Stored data
------------

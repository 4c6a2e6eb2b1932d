use std::io;

use dotenvy::dotenv;
use tracing::warn;

/// Attempt to load in the local `.env` if present and set any environment
/// variables specified inside of it, e.g. `TREE_INDEXER_RPC_URL`.
///
/// Any IO error is treated as the file not existing.
pub fn load_dotenvy_vars_if_present() {
    match dotenv() {
        Ok(_) | Err(dotenvy::Error::Io(io::Error { .. })) => (),
        Err(e) => warn!("Found local `.env` file but was unable to parse it! (err: {e})",),
    }
}
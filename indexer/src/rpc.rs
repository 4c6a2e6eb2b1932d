//! One-shot backfill of `TreeChanged` events over a bounded block range.

use std::sync::Arc;

use alloy::primitives::{Address, B256};
use alloy::providers::Provider;
use alloy::rpc::types::{Filter, Log};
use alloy::transports::Transport;
use anyhow::{ensure, Context as _};
use calldata_decoder::{HexString, TreeChangeKind, UnknownTreeChangeKind};
use ethereum_types::{H256, U256};
use futures::{StreamExt as _, TryStreamExt as _};
use tracing::{info, warn};
use tree_indexer_common::{event_topic, TREE_CHANGED_SIGNATURE};

use crate::event::{BlockInfo, TransactionInfo, TreeChangedArgs, TreeChangedEvent};
use crate::provider::CachedProvider;

/// Number of transactions fetched at once.
const FETCH_CONCURRENCY: usize = 16;

/// The parts of a `TreeChanged` event that are in the log itself.
#[derive(Debug, Clone, Copy, PartialEq, Eq)]
pub struct TreeChangedLog {
    pub args: TreeChangedArgs,
    pub transaction_hash: B256,
    pub block_number: u64,
    pub block_timestamp: Option<u64>,
    pub log_index: u64,
}

#[derive(Debug, Clone, PartialEq, Eq, thiserror::Error)]
pub enum LogError {
    #[error("expected 4 topics, found {0}")]
    TopicCount(usize),
    #[error("not a TreeChanged log")]
    WrongEvent,
    #[error("kind topic {0:#x} is out of range")]
    KindOutOfRange(U256),
    #[error(transparent)]
    UnknownKind(#[from] UnknownTreeChangeKind),
    #[error("log is missing its {0}")]
    Missing(&'static str),
}

pub fn tree_changed_topic() -> B256 {
    B256::from_slice(event_topic(TREE_CHANGED_SIGNATURE).as_bytes())
}

impl TryFrom<&Log> for TreeChangedLog {
    type Error = LogError;

    /// All of `TreeChanged`'s parameters are indexed, so everything is in the
    /// topics: `[signature, preRoot, kind, postRoot]`.
    fn try_from(log: &Log) -> Result<Self, Self::Error> {
        let [signature, pre_root, kind, post_root] = log.inner.data.topics() else {
            return Err(LogError::TopicCount(log.inner.data.topics().len()));
        };
        if *signature != tree_changed_topic() {
            return Err(LogError::WrongEvent);
        }
        let kind = U256::from_big_endian(kind.as_slice());
        if kind.bits() > 8 {
            return Err(LogError::KindOutOfRange(kind));
        }
        Ok(Self {
            args: TreeChangedArgs {
                pre_root: U256::from_big_endian(pre_root.as_slice()),
                post_root: U256::from_big_endian(post_root.as_slice()),
                kind: TreeChangeKind::try_from(kind.low_u64() as u8)?,
            },
            transaction_hash: log
                .transaction_hash
                .ok_or(LogError::Missing("transaction hash"))?,
            block_number: log.block_number.ok_or(LogError::Missing("block number"))?,
            block_timestamp: log.block_timestamp,
            log_index: log.log_index.ok_or(LogError::Missing("log index"))?,
        })
    }
}

/// Fetch every `TreeChanged` event emitted by `contract` in
/// `start_block..=end_block`, along with the calldata of the transactions
/// that emitted them.
///
/// Logs that aren't well formed `TreeChanged` logs are skipped.
/// Events are returned in chain order.
pub async fn fetch_tree_changed_events<ProviderT, TransportT>(
    cached_provider: Arc<CachedProvider<ProviderT, TransportT>>,
    contract: Address,
    start_block: u64,
    end_block: u64,
) -> anyhow::Result<Vec<TreeChangedEvent>>
where
    ProviderT: Provider<TransportT>,
    TransportT: Transport + Clone,
{
    ensure!(
        start_block <= end_block,
        "start block {start_block} is after end block {end_block}"
    );

    let filter = Filter::new()
        .address(contract)
        .event_signature(tree_changed_topic())
        .from_block(start_block)
        .to_block(end_block);
    let logs = cached_provider
        .get_provider()
        .await?
        .get_logs(&filter)
        .await
        .context("couldn't fetch TreeChanged logs")?;
    info!(
        "found {} TreeChanged logs in blocks {start_block}..={end_block}",
        logs.len()
    );

    let logs = logs
        .iter()
        .filter_map(|log| match TreeChangedLog::try_from(log) {
            Ok(it) => Some(it),
            Err(e) => {
                warn!("skipping log {:?}: {e}", log.transaction_hash);
                None
            }
        })
        .collect::<Vec<_>>();

    let mut events = futures::stream::iter(logs.into_iter().map(|log| {
        let cached_provider = &cached_provider;
        async move {
            let input = cached_provider
                .transaction_input(log.transaction_hash)
                .await
                .with_context(|| format!("couldn't fetch input of {}", log.transaction_hash))?;
            let timestamp = match log.block_timestamp {
                Some(it) => it,
                None => cached_provider.block_timestamp(log.block_number).await?,
            };
            anyhow::Ok(TreeChangedEvent {
                args: log.args,
                transaction: TransactionInfo {
                    input: HexString::from(&input[..]),
                    hash: H256::from_slice(log.transaction_hash.as_slice()),
                },
                block: BlockInfo {
                    timestamp,
                    number: log.block_number,
                },
                log_index: log.log_index,
            })
        }
    }))
    .buffered(FETCH_CONCURRENCY)
    .try_collect::<Vec<_>>()
    .await?;

    events.sort_by_key(TreeChangedEvent::position);
    Ok(events)
}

------------

■ **Work task**: Working from the entries above, find every line in which the word "KindOutOfRange" occurs and copy it.

■ **Exercise output**:
    KindOutOfRange(U256),
            return Err(LogError::KindOutOfRange(kind));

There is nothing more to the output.